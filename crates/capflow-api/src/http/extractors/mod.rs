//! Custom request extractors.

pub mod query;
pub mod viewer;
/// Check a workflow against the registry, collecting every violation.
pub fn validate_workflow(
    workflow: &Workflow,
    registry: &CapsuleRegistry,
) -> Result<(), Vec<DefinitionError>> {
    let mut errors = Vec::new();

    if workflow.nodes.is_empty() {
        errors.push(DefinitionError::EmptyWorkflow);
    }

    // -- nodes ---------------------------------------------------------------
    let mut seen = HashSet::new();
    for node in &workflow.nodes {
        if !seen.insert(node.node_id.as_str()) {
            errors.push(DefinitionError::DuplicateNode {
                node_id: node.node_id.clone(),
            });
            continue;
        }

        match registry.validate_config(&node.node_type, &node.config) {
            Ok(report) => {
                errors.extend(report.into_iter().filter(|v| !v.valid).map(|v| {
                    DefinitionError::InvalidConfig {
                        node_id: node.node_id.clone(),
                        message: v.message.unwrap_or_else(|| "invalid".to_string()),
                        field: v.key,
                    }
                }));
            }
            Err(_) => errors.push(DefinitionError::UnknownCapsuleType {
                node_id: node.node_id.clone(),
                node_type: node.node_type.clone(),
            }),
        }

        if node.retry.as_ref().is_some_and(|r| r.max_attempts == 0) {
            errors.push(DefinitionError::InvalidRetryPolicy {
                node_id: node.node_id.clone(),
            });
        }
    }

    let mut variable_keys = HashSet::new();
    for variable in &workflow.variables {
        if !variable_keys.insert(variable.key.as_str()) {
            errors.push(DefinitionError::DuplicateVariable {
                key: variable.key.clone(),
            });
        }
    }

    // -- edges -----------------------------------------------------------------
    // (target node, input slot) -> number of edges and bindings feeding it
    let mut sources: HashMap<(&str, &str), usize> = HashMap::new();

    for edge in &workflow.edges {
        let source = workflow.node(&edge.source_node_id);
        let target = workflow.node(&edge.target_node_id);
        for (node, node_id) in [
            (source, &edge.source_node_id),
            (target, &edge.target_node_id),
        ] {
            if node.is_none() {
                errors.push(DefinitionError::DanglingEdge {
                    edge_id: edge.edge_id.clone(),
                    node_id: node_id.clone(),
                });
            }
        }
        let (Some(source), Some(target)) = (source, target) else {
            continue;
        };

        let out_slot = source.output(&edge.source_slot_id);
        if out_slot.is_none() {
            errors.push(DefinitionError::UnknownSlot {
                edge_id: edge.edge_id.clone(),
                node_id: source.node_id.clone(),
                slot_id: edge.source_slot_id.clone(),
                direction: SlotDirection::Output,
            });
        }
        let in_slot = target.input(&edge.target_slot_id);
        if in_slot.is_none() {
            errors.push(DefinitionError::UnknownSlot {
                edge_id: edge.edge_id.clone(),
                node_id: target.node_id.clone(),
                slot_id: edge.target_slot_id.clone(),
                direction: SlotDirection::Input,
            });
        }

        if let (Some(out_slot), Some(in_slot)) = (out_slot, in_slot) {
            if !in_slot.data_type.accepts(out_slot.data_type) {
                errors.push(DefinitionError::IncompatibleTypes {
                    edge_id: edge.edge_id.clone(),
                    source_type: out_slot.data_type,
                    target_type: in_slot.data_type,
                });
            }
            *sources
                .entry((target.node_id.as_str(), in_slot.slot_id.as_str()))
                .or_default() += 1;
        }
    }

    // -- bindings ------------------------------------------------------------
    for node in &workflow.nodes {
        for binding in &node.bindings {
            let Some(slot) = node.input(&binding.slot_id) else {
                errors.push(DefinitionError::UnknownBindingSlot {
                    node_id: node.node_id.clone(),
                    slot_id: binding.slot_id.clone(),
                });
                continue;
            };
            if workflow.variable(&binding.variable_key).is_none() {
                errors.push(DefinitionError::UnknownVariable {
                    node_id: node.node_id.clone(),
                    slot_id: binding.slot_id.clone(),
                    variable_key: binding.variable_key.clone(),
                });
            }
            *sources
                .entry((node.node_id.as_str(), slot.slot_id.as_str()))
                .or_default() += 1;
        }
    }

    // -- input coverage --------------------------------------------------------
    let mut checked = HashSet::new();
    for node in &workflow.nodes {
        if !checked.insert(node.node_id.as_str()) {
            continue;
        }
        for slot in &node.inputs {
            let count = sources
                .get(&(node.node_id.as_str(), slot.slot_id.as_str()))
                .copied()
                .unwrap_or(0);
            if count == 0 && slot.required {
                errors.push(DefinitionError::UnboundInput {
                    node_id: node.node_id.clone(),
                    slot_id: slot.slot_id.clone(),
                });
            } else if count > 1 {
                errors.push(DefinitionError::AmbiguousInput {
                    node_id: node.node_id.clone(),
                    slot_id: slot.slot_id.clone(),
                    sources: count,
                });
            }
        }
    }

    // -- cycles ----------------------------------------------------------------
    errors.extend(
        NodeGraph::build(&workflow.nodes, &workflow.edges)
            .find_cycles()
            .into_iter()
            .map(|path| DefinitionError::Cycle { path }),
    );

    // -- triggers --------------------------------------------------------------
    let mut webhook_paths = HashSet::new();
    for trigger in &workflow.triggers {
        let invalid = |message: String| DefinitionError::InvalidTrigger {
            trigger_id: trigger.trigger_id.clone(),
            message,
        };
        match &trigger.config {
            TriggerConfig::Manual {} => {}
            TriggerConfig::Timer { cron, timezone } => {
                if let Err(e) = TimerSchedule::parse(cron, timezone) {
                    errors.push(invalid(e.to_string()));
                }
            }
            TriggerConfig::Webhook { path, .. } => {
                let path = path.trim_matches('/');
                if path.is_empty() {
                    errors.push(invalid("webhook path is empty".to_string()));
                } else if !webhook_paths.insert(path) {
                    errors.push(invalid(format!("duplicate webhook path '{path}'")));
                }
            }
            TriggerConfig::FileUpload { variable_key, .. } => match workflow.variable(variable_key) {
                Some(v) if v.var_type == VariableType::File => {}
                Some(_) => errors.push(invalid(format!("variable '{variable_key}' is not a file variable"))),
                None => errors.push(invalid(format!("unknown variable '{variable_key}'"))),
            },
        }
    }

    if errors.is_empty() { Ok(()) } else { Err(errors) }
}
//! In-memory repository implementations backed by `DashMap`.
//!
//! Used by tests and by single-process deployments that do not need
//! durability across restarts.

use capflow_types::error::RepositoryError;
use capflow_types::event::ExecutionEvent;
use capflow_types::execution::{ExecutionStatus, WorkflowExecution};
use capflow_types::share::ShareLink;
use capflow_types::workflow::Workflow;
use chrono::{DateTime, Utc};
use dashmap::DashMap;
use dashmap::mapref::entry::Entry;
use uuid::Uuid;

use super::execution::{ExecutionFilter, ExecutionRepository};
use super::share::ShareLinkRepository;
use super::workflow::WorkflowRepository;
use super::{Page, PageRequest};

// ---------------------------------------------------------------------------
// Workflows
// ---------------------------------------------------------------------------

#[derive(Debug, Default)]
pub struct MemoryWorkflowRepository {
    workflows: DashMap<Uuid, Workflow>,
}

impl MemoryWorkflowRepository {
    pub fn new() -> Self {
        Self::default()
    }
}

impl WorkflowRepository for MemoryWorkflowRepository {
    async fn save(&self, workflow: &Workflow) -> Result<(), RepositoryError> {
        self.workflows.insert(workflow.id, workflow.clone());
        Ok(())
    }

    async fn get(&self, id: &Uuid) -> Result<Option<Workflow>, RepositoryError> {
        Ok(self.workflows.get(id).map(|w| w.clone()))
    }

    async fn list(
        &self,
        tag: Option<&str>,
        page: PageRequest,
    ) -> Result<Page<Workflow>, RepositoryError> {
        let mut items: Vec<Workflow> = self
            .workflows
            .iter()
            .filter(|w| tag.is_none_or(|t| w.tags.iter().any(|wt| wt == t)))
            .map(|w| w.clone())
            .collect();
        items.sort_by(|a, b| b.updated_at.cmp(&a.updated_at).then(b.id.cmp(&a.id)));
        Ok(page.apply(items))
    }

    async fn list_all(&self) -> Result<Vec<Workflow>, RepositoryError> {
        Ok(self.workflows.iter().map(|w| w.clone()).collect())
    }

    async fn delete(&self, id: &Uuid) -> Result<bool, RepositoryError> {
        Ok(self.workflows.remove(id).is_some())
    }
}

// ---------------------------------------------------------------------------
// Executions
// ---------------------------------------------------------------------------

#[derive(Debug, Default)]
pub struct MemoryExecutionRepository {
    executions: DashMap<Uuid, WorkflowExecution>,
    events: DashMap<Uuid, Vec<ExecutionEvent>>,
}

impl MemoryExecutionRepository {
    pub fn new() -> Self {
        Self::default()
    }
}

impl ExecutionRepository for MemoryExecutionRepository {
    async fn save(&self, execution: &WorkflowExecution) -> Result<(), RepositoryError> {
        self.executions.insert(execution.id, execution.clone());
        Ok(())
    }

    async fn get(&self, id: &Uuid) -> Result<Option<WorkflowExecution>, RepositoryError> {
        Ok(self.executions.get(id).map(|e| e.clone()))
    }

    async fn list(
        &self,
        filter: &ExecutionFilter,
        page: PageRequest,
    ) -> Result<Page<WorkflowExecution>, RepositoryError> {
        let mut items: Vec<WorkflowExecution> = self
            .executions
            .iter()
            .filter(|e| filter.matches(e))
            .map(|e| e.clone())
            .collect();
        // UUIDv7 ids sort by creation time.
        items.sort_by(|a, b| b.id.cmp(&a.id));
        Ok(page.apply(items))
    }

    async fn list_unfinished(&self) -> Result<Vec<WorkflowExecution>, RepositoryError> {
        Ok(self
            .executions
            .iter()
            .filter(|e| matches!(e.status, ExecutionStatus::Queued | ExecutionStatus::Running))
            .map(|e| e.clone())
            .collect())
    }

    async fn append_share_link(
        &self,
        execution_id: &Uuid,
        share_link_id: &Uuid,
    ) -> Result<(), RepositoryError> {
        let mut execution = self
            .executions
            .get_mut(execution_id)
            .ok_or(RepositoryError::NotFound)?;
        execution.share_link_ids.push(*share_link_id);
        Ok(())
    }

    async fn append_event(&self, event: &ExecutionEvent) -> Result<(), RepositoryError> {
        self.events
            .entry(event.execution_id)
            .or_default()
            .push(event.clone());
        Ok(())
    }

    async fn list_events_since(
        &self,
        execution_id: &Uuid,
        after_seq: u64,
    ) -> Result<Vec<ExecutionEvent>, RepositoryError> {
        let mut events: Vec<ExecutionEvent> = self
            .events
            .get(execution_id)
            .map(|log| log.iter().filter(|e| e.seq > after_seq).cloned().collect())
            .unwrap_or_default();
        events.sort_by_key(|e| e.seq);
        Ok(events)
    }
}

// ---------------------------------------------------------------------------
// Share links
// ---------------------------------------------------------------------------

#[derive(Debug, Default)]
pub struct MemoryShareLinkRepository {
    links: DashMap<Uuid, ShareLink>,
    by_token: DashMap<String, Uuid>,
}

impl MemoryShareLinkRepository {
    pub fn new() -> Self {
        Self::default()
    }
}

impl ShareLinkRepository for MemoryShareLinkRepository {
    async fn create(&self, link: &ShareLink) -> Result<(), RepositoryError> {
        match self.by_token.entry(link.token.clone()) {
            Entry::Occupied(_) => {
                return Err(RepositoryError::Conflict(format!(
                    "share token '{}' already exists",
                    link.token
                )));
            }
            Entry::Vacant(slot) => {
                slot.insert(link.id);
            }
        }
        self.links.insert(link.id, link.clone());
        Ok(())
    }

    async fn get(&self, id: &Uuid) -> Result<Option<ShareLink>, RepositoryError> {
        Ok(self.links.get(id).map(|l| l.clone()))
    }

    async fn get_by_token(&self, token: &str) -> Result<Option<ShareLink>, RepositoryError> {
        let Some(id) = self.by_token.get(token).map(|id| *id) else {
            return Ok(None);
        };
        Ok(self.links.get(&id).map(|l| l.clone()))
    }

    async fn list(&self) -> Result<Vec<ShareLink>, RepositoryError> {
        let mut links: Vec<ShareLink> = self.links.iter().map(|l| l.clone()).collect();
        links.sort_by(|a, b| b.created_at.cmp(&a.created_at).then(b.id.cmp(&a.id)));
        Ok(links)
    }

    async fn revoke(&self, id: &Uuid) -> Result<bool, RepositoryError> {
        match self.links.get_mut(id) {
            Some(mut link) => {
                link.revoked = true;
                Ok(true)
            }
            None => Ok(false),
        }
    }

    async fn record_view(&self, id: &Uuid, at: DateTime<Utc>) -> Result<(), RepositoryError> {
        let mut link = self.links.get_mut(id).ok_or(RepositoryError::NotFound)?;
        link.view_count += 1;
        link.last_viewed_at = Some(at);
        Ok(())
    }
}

━━━━━━━━━━

*Your task:*
Return all lines from the material that contain "cron".

*Completed exercise:*
            TriggerConfig::Timer { cron, timezone } => {
                if let Err(e) = TimerSchedule::parse(cron, timezone) {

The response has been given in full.